There three main types of carbohydrate in food – so if you're newly diagnosed with diabetes knowing what kind and how much to eat can be confusing.
NEED TO KNOW
On nutrition labels, "total carbohydrate" includes all three types of carb so this is the number you should pay attention to when carb counting.
Starch - complex carb
Foods high in starch include vegetables like peas, corn and potatoes, dried beans, lentils and peas, and grains like oats, barley and rice. The grain group can be broken down further into whole grains or refined grains.

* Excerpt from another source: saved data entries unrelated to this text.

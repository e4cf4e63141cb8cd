//! Batch runner: fetch, evaluate, reconcile and write for every participant

use crate::{
    reconcile, FailureKind, ReconcileAction, RunOutcome, RunReport, SweepConfig, SweepError,
};
use chrono::NaiveDate;
use fieldalert_domain::{
    describe_flag, AlertKind, GatewayError, ParticipantId, RecordGateway, StoredFlag,
};
use fieldalert_rules::{Assessment, Evaluator, RuleConfig};
use serde::Serialize;
use std::sync::atomic::{AtomicBool, Ordering};
use std::sync::Arc;
use std::time::Instant;

/// Cooperative cancellation flag shared with the caller
///
/// Checked between participants; a participant already being processed is
/// always finished.
#[derive(Debug, Clone, Default)]
pub struct CancelToken(Arc<AtomicBool>);

impl CancelToken {
    /// Create a token that is not cancelled
    pub fn new() -> Self {
        Self::default()
    }

    /// Request cancellation
    pub fn cancel(&self) {
        self.0.store(true, Ordering::SeqCst);
    }

    /// Whether cancellation was requested
    pub fn is_cancelled(&self) -> bool {
        self.0.load(Ordering::SeqCst)
    }
}

/// What a run would do for a single participant
#[derive(Debug, Clone, Serialize)]
pub struct Preview {
    /// Participant examined
    pub participant: ParticipantId,

    /// Value currently stored
    pub stored: StoredFlag,

    /// Facts behind the classification
    pub assessment: Assessment,

    /// Action a run would take, `None` when the stored value is a custom status
    pub action: Option<ReconcileAction>,
}

/// How one participant ended when the runner may continue
enum Processed {
    Done,
    RetryAfterConflict,
}

/// Alert sweeper
///
/// Owns the evaluator and the operational switches; the gateway is passed to
/// each run so one sweeper can serve several projects.
///
/// # Examples
///
/// ```
/// use chrono::NaiveDate;
/// use fieldalert_rules::RuleConfig;
/// use fieldalert_sweeper::{CancelToken, MemoryGateway, RunOutcome, SweepConfig, Sweeper};
///
/// # fn main() -> Result<(), Box<dyn std::error::Error>> {
/// let sweeper = Sweeper::new(RuleConfig::default(), SweepConfig::dry_run())?;
/// let mut gateway = MemoryGateway::new();
/// let as_of = NaiveDate::from_ymd_opt(2024, 5, 1).unwrap();
///
/// let report = sweeper.run_once(&mut gateway, as_of, &CancelToken::new());
/// assert_eq!(report.outcome, RunOutcome::Completed);
/// # Ok(())
/// # }
/// ```
#[derive(Debug, Clone)]
pub struct Sweeper {
    evaluator: Evaluator,
    config: SweepConfig,
}

impl Sweeper {
    /// Create a sweeper after validating the rule thresholds
    pub fn new(rules: RuleConfig, config: SweepConfig) -> Result<Self, SweepError> {
        rules
            .validate()
            .map_err(|e| SweepError::Config(e.to_string()))?;
        Ok(Self {
            evaluator: Evaluator::new(rules),
            config,
        })
    }

    /// Get the operational configuration
    pub fn config(&self) -> &SweepConfig {
        &self.config
    }

    /// Perform one sweep over every participant the gateway lists
    ///
    /// Never fails as a whole: per-participant problems end up in
    /// `RunReport::failures`, a fatal gateway error ends the run with
    /// [`RunOutcome::Aborted`].
    pub fn run_once<G: RecordGateway>(
        &self,
        gateway: &mut G,
        as_of: NaiveDate,
        cancel: &CancelToken,
    ) -> RunReport {
        let start = Instant::now();
        let mut report = RunReport::new(as_of, self.config.dry_run);

        tracing::info!(
            "Starting alert sweep {} (as of {}, dry run: {})",
            report.run_id,
            as_of,
            self.config.dry_run
        );

        let participants = match gateway.list_active_participants() {
            Ok(ids) => ids,
            Err(e) => {
                tracing::error!("Cannot list participants, aborting sweep: {}", e);
                report.outcome = RunOutcome::Aborted(e.to_string());
                report.elapsed_ms = start.elapsed().as_millis() as u64;
                return report;
            }
        };

        for id in &participants {
            if cancel.is_cancelled() {
                tracing::warn!(
                    "Sweep cancelled after {} of {} participants",
                    report.processed,
                    participants.len()
                );
                report.outcome = RunOutcome::Cancelled;
                break;
            }

            if let Err(e) = self.process_with_retry(gateway, id, as_of, &mut report) {
                tracing::error!("Fatal gateway error at participant {}, aborting: {}", id, e);
                report.outcome = RunOutcome::Aborted(e.to_string());
                break;
            }
            report.processed += 1;
        }

        report.elapsed_ms = start.elapsed().as_millis() as u64;
        tracing::info!(
            "Sweep {} {}: {} set, {} cleared, {} unchanged, {} custom, {} failed",
            report.run_id,
            report.outcome,
            report.total_set(),
            report.cleared,
            report.unchanged,
            report.skipped_custom,
            report.failures.len()
        );
        report
    }

    /// Compute what a run would do for one participant, without writing
    pub fn preview<G: RecordGateway>(
        &self,
        gateway: &G,
        id: &ParticipantId,
        as_of: NaiveDate,
    ) -> Result<Preview, SweepError> {
        let history = gateway.fetch_participant_history(id)?;
        let assessment = self.evaluator.explain(&history, as_of)?;
        let action = history
            .stored_flag
            .managed()
            .map(|stored| reconcile(stored, assessment.classification()));

        Ok(Preview {
            participant: history.id,
            stored: history.stored_flag,
            assessment,
            action,
        })
    }

    /// Clear every managed flag holding `kind`, whatever the classification
    ///
    /// Uses the same conflict-checked partial update as a sweep. Custom
    /// statuses and flags of the other kind are left alone.
    pub fn purge<G: RecordGateway>(
        &self,
        gateway: &mut G,
        kind: AlertKind,
        as_of: NaiveDate,
        cancel: &CancelToken,
    ) -> RunReport {
        let start = Instant::now();
        let mut report = RunReport::new(as_of, self.config.dry_run);
        tracing::info!("Starting purge {} of {} flags", report.run_id, kind);

        let participants = match gateway.list_active_participants() {
            Ok(ids) => ids,
            Err(e) => {
                tracing::error!("Cannot list participants, aborting purge: {}", e);
                report.outcome = RunOutcome::Aborted(e.to_string());
                report.elapsed_ms = start.elapsed().as_millis() as u64;
                return report;
            }
        };

        for id in &participants {
            if cancel.is_cancelled() {
                report.outcome = RunOutcome::Cancelled;
                break;
            }

            if let Err(e) = self.purge_one(gateway, id, kind, &mut report) {
                tracing::error!("Fatal gateway error at participant {}, aborting: {}", id, e);
                report.outcome = RunOutcome::Aborted(e.to_string());
                break;
            }
            report.processed += 1;
        }

        report.elapsed_ms = start.elapsed().as_millis() as u64;
        tracing::info!(
            "Purge {} {}: {} cleared, {} failed",
            report.run_id,
            report.outcome,
            report.cleared,
            report.failures.len()
        );
        report
    }

    fn process_with_retry<G: RecordGateway>(
        &self,
        gateway: &mut G,
        id: &ParticipantId,
        as_of: NaiveDate,
        report: &mut RunReport,
    ) -> Result<(), GatewayError> {
        let attempts = self.config.write_attempts();
        for attempt in 1..=attempts {
            let last_attempt = attempt == attempts;
            match self.process_participant(gateway, id, as_of, report, last_attempt)? {
                Processed::Done => return Ok(()),
                Processed::RetryAfterConflict => {
                    report.retried += 1;
                    tracing::warn!("Flag of {} changed concurrently, re-evaluating", id);
                }
            }
        }
        Ok(())
    }

    /// Returns `Err` only for fatal gateway errors
    fn process_participant<G: RecordGateway>(
        &self,
        gateway: &mut G,
        id: &ParticipantId,
        as_of: NaiveDate,
        report: &mut RunReport,
        last_attempt: bool,
    ) -> Result<Processed, GatewayError> {
        let history = match gateway.fetch_participant_history(id) {
            Ok(history) => history,
            Err(e) if e.is_fatal() => return Err(e),
            Err(e) => {
                tracing::warn!("Skipping {}: {}", id, e);
                report.record_failure(id, FailureKind::from_gateway(&e), e.to_string());
                return Ok(Processed::Done);
            }
        };

        let stored = match &history.stored_flag {
            StoredFlag::Managed(stored) => *stored,
            StoredFlag::Custom(value) => {
                tracing::debug!("Skipping {}: custom status {:?}", id, value);
                report.record_custom_skip();
                return Ok(Processed::Done);
            }
        };

        let classification = match self.evaluator.classify(&history, as_of) {
            Ok(classification) => classification,
            Err(e) => {
                tracing::warn!("Skipping {}: {}", id, e);
                report.record_failure(id, FailureKind::Validation, e.to_string());
                return Ok(Processed::Done);
            }
        };

        let action = reconcile(stored, classification);
        let Some(update) = action.to_update(id.clone(), stored) else {
            tracing::debug!("{}: {} already current", id, describe_flag(stored));
            report.record_action(action);
            return Ok(Processed::Done);
        };

        if self.config.dry_run {
            tracing::info!(
                "DRY RUN: Would {} for {} (stored {})",
                action,
                id,
                describe_flag(stored)
            );
            report.record_action(action);
            return Ok(Processed::Done);
        }

        match gateway.update_alert_flag(&update) {
            Ok(()) => {
                tracing::debug!("{}: {} (was {})", id, action, describe_flag(stored));
                report.record_action(action);
                Ok(Processed::Done)
            }
            Err(GatewayError::Conflict { .. }) if !last_attempt => {
                Ok(Processed::RetryAfterConflict)
            }
            Err(e) if e.is_fatal() => Err(e),
            Err(e) => {
                tracing::warn!("Write for {} failed: {}", id, e);
                report.record_failure(id, FailureKind::from_gateway(&e), e.to_string());
                Ok(Processed::Done)
            }
        }
    }

    fn purge_one<G: RecordGateway>(
        &self,
        gateway: &mut G,
        id: &ParticipantId,
        kind: AlertKind,
        report: &mut RunReport,
    ) -> Result<(), GatewayError> {
        let history = match gateway.fetch_participant_history(id) {
            Ok(history) => history,
            Err(e) if e.is_fatal() => return Err(e),
            Err(e) => {
                report.record_failure(id, FailureKind::from_gateway(&e), e.to_string());
                return Ok(());
            }
        };

        match history.stored_flag {
            StoredFlag::Custom(_) => {
                report.record_custom_skip();
                Ok(())
            }
            StoredFlag::Managed(stored) if stored != Some(kind) => {
                report.record_action(ReconcileAction::NoOp);
                Ok(())
            }
            StoredFlag::Managed(stored) => {
                let action = ReconcileAction::Clear;
                if self.config.dry_run {
                    tracing::info!("DRY RUN: Would clear {} for {}", kind, id);
                    report.record_action(action);
                    return Ok(());
                }
                let Some(update) = action.to_update(id.clone(), stored) else {
                    return Ok(());
                };
                match gateway.update_alert_flag(&update) {
                    Ok(()) => {
                        report.record_action(action);
                        Ok(())
                    }
                    Err(e) if e.is_fatal() => Err(e),
                    Err(e) => {
                        tracing::warn!("Purge of {} failed: {}", id, e);
                        report.record_failure(id, FailureKind::from_gateway(&e), e.to_string());
                        Ok(())
                    }
                }
            }
        }
    }
}
//! Check command implementation.

use super::resolve_as_of;
use crate::cli::CheckArgs;
use crate::config::Config;
use crate::error::{CliError, Result};
use crate::output::Formatter;
use fieldalert_domain::ParticipantId;
use fieldalert_redcap::RedcapGateway;
use fieldalert_sweeper::Sweeper;

/// Execute the check command.
pub async fn execute_check(args: CheckArgs, config: &Config, formatter: &Formatter) -> Result<()> {
    let record = args.record.trim().to_string();
    if record.is_empty() {
        return Err(CliError::InvalidInput("Record id is empty".to_string()));
    }

    let as_of = resolve_as_of(args.as_of);
    let redcap = config.redcap()?.clone();
    let project = config
        .projects(args.project.as_deref())?
        .into_iter()
        .next()
        .cloned()
        .ok_or_else(|| CliError::Config("No REDCap projects configured".into()))?;
    let sweeper = Sweeper::new(config.rules.clone(), config.sweep.clone())?;
    let name = project.name.clone();

    let preview = tokio::task::spawn_blocking(move || -> Result<_> {
        let gateway = RedcapGateway::for_project(&redcap, &project, as_of)?;
        Ok(sweeper.preview(&gateway, &ParticipantId::new(record), as_of)?)
    })
    .await??;

    println!("{}", formatter.format_preview(&name, &preview)?);
    Ok(())
}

Whole grains are the healthier choice as the refining process removes some of the goodness contained in the outer two layers, including fibre, B vitamins and minerals, and essential fatty acids. Whole grains take longer for your body to break down and are slower releasing than refined starches.
Fibre - complex carb
Fibre comes from the indigestible part of plant foods and includes fruits, vegetables, whole grains, nuts and legumes. Fibre contributes to digestive health and helps to keep you feeling full and satisfied after eating. For good health aim to eat between 25-30g of fibre each day. Good sources include: beans and legumes, fruit and vegetables, whole grain pasta and bread, oats, and nuts (but watch portion size as nuts are high in good fats and calories).
Sugar - simple carb
There are two main types of sugar – naturally occurring sugars found in fruit and milk and sugars added to processed foods. Sources of added sugar to look out for include: raw sugar, brown sugar, corn syrup and high fructose corn syrup, glucose fructose and sucrose, fruit juice concentrate, honey, maple syrup, molasses. On nutrition labels "total sugars" refers to both natural and added sugar. Try to avoid some of the most common refined sources of simple carbs, like cakes and biscuits, and look for healthier alternatives like dried fruit.